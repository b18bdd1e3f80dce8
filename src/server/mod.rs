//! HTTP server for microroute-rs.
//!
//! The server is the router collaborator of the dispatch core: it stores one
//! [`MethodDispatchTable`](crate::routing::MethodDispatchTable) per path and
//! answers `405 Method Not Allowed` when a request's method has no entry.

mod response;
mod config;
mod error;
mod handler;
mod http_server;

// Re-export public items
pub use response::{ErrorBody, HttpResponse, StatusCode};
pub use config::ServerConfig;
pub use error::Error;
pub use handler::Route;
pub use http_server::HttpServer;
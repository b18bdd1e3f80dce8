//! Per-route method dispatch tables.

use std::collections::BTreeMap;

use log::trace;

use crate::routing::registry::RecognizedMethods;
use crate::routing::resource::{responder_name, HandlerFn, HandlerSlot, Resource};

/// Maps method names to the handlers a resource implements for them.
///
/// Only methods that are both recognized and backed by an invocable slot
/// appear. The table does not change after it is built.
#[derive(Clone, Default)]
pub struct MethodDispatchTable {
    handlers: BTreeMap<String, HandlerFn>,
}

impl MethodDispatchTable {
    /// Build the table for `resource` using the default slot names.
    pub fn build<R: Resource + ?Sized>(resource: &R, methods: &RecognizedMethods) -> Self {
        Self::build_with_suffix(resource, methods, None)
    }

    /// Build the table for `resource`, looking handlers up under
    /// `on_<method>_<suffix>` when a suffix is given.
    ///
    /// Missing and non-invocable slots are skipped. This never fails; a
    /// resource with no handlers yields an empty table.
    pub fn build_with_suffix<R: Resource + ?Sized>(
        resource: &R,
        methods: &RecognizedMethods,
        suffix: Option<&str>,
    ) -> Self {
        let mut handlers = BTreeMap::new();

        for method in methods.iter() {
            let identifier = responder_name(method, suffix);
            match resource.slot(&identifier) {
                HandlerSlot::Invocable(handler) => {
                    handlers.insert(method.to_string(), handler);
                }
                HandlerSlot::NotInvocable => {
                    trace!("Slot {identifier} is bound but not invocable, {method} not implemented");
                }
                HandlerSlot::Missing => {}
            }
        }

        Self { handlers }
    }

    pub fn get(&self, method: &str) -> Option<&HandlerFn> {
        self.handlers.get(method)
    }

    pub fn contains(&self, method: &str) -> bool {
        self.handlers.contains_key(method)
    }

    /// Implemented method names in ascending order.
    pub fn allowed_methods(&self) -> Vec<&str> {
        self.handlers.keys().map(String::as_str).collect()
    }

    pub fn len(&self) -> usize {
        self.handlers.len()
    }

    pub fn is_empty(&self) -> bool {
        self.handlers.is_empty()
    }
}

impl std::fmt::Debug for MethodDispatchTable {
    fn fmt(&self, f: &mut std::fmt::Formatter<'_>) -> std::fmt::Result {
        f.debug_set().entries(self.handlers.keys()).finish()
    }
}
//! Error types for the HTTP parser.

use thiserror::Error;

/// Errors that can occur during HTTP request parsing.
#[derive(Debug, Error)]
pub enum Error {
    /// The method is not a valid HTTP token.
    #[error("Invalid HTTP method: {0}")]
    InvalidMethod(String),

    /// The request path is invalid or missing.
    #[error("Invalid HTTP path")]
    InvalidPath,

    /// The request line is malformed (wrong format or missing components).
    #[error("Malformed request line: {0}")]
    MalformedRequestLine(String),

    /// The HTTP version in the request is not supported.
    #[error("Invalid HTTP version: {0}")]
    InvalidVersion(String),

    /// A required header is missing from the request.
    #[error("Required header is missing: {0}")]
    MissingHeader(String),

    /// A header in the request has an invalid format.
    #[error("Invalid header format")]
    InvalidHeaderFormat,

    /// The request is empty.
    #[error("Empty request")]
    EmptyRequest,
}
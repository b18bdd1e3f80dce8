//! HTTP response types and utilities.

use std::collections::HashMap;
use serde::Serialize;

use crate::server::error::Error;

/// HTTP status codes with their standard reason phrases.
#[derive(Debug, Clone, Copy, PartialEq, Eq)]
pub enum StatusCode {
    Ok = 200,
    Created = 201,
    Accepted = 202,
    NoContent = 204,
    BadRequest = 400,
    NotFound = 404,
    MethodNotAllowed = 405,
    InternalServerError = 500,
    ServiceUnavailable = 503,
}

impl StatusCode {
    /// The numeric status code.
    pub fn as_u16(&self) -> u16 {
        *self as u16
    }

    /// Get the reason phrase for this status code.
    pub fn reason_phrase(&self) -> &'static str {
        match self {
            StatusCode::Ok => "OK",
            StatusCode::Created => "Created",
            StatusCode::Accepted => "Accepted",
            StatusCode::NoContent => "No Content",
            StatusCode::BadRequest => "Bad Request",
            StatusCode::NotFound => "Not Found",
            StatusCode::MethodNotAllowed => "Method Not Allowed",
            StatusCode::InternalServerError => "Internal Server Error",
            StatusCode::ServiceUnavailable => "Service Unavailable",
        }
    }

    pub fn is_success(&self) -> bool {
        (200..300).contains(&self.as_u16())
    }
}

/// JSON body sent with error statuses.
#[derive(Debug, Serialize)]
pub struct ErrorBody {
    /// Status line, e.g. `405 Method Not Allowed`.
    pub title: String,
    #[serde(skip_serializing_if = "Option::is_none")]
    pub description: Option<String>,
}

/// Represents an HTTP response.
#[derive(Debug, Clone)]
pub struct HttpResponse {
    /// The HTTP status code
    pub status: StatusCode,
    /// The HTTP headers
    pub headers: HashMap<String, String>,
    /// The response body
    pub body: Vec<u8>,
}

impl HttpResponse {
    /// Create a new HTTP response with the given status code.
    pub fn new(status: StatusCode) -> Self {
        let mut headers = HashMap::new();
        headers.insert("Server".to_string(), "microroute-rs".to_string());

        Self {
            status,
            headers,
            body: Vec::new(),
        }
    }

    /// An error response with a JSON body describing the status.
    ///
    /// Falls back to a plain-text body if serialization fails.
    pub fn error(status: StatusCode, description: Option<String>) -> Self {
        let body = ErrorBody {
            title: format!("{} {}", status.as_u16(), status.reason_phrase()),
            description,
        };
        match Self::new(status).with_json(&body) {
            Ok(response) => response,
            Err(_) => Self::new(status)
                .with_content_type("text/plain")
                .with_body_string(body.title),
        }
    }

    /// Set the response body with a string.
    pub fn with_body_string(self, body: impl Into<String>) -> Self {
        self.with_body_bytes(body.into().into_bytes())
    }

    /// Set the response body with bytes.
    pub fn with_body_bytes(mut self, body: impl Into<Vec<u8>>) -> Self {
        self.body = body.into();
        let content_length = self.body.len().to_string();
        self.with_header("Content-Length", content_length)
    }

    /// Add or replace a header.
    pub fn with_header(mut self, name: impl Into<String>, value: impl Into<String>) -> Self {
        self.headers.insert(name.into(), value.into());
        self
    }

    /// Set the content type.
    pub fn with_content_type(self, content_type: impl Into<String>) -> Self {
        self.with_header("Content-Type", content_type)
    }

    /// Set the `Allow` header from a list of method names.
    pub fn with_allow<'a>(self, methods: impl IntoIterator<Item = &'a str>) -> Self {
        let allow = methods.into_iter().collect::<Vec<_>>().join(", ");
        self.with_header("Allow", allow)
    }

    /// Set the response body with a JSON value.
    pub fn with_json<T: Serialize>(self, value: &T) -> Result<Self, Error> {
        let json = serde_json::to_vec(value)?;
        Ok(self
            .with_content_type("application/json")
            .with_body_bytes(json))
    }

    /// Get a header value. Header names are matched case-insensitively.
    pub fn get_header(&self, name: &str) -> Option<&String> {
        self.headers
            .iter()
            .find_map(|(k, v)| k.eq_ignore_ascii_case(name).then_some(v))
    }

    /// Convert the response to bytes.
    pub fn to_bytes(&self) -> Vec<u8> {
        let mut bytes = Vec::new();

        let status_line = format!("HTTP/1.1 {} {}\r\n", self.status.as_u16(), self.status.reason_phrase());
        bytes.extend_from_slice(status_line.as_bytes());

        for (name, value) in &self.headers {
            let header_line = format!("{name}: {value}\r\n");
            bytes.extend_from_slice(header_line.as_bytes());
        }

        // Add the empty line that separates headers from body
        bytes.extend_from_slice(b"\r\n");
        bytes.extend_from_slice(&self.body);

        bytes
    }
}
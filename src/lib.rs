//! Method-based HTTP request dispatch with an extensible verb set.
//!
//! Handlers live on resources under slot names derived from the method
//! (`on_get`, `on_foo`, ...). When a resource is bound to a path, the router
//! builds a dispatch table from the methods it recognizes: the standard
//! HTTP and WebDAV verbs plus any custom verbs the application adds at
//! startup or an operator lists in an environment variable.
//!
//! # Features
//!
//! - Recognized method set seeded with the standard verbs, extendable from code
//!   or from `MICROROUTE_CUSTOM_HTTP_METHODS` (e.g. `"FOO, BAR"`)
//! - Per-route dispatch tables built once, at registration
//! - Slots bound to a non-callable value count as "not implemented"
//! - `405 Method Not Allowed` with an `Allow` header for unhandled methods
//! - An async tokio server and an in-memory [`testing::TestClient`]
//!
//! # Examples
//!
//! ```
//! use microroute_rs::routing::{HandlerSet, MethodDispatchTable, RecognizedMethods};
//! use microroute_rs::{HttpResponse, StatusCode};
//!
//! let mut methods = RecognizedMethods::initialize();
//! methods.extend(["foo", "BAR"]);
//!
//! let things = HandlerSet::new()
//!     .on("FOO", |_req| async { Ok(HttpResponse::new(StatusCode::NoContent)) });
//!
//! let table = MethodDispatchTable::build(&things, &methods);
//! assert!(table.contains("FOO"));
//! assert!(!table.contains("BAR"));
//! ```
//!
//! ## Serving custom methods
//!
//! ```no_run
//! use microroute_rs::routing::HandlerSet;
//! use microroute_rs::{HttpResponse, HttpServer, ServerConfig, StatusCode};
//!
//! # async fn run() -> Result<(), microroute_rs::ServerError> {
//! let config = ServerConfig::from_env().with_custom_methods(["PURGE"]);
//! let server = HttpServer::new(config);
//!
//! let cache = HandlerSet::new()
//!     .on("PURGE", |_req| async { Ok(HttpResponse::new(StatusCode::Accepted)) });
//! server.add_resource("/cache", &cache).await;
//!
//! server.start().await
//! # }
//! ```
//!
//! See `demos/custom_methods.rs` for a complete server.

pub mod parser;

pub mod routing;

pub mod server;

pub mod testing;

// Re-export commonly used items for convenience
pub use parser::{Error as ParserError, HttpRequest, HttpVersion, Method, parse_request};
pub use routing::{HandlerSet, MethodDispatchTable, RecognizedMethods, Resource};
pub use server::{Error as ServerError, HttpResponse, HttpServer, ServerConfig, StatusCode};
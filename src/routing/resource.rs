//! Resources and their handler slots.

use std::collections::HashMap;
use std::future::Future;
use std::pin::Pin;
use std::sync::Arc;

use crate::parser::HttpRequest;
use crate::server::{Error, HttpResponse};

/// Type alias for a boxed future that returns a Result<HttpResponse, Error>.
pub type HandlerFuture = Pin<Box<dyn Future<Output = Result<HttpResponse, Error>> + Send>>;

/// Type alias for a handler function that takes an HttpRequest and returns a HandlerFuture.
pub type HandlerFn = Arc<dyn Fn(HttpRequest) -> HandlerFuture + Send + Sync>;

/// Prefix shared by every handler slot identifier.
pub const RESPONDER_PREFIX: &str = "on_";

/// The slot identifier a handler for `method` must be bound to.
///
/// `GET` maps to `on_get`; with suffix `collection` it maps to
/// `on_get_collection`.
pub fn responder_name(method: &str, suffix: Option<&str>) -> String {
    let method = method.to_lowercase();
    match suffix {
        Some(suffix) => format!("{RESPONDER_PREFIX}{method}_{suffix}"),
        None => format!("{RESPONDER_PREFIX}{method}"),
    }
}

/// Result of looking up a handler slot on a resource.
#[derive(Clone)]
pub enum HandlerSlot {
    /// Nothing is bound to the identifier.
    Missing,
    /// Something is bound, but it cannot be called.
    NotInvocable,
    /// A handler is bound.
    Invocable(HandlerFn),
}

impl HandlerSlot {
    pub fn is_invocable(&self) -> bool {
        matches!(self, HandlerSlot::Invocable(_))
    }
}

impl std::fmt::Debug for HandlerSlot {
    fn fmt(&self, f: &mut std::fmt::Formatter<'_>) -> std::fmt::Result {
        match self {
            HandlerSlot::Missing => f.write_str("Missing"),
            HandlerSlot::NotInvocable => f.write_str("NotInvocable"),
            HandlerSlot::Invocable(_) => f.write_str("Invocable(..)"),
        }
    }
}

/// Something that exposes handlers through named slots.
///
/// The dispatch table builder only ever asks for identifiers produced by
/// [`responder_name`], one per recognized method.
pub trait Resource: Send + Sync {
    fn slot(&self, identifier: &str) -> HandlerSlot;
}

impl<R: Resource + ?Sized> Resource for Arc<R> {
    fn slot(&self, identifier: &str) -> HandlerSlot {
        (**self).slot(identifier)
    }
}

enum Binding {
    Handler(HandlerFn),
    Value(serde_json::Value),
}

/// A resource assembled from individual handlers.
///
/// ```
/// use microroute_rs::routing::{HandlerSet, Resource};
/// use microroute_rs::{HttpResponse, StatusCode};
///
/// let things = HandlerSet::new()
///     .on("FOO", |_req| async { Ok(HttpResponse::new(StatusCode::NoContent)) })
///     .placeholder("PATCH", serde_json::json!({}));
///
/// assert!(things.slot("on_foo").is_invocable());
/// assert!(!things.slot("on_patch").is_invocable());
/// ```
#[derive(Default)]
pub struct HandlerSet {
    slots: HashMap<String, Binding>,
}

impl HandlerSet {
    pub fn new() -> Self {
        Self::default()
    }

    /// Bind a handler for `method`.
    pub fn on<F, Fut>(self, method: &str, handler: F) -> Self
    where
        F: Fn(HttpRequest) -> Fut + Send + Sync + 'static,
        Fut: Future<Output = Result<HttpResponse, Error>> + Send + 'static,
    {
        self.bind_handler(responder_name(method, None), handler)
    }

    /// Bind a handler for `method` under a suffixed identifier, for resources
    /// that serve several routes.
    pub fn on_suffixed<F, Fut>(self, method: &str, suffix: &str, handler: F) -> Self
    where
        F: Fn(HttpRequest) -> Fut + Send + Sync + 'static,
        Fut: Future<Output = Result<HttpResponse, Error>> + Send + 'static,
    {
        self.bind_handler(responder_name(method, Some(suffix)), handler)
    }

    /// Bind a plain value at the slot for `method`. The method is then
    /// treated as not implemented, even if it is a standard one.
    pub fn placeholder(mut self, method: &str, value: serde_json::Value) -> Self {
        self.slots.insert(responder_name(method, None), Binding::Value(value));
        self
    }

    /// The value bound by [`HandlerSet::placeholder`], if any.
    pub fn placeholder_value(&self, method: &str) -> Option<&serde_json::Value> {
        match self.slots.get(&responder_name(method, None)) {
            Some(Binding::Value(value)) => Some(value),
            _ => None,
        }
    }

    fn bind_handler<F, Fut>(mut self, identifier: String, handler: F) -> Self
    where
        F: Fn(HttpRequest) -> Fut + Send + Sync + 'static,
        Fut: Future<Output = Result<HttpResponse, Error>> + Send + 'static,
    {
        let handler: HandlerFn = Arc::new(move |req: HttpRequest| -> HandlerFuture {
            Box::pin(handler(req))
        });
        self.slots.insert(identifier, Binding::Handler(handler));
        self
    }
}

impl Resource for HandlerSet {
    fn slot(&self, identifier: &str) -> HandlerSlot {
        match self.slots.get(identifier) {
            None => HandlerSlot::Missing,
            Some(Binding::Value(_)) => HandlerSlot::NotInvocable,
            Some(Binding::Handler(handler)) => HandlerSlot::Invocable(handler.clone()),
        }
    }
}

## Work instructions
Which lines of the records contain "Accepted"? Show each of them.

## Solution to this task
    Accepted = 202,
            StatusCode::Accepted => "Accepted",
//!     .on("PURGE", |_req| async { Ok(HttpResponse::new(StatusCode::Accepted)) });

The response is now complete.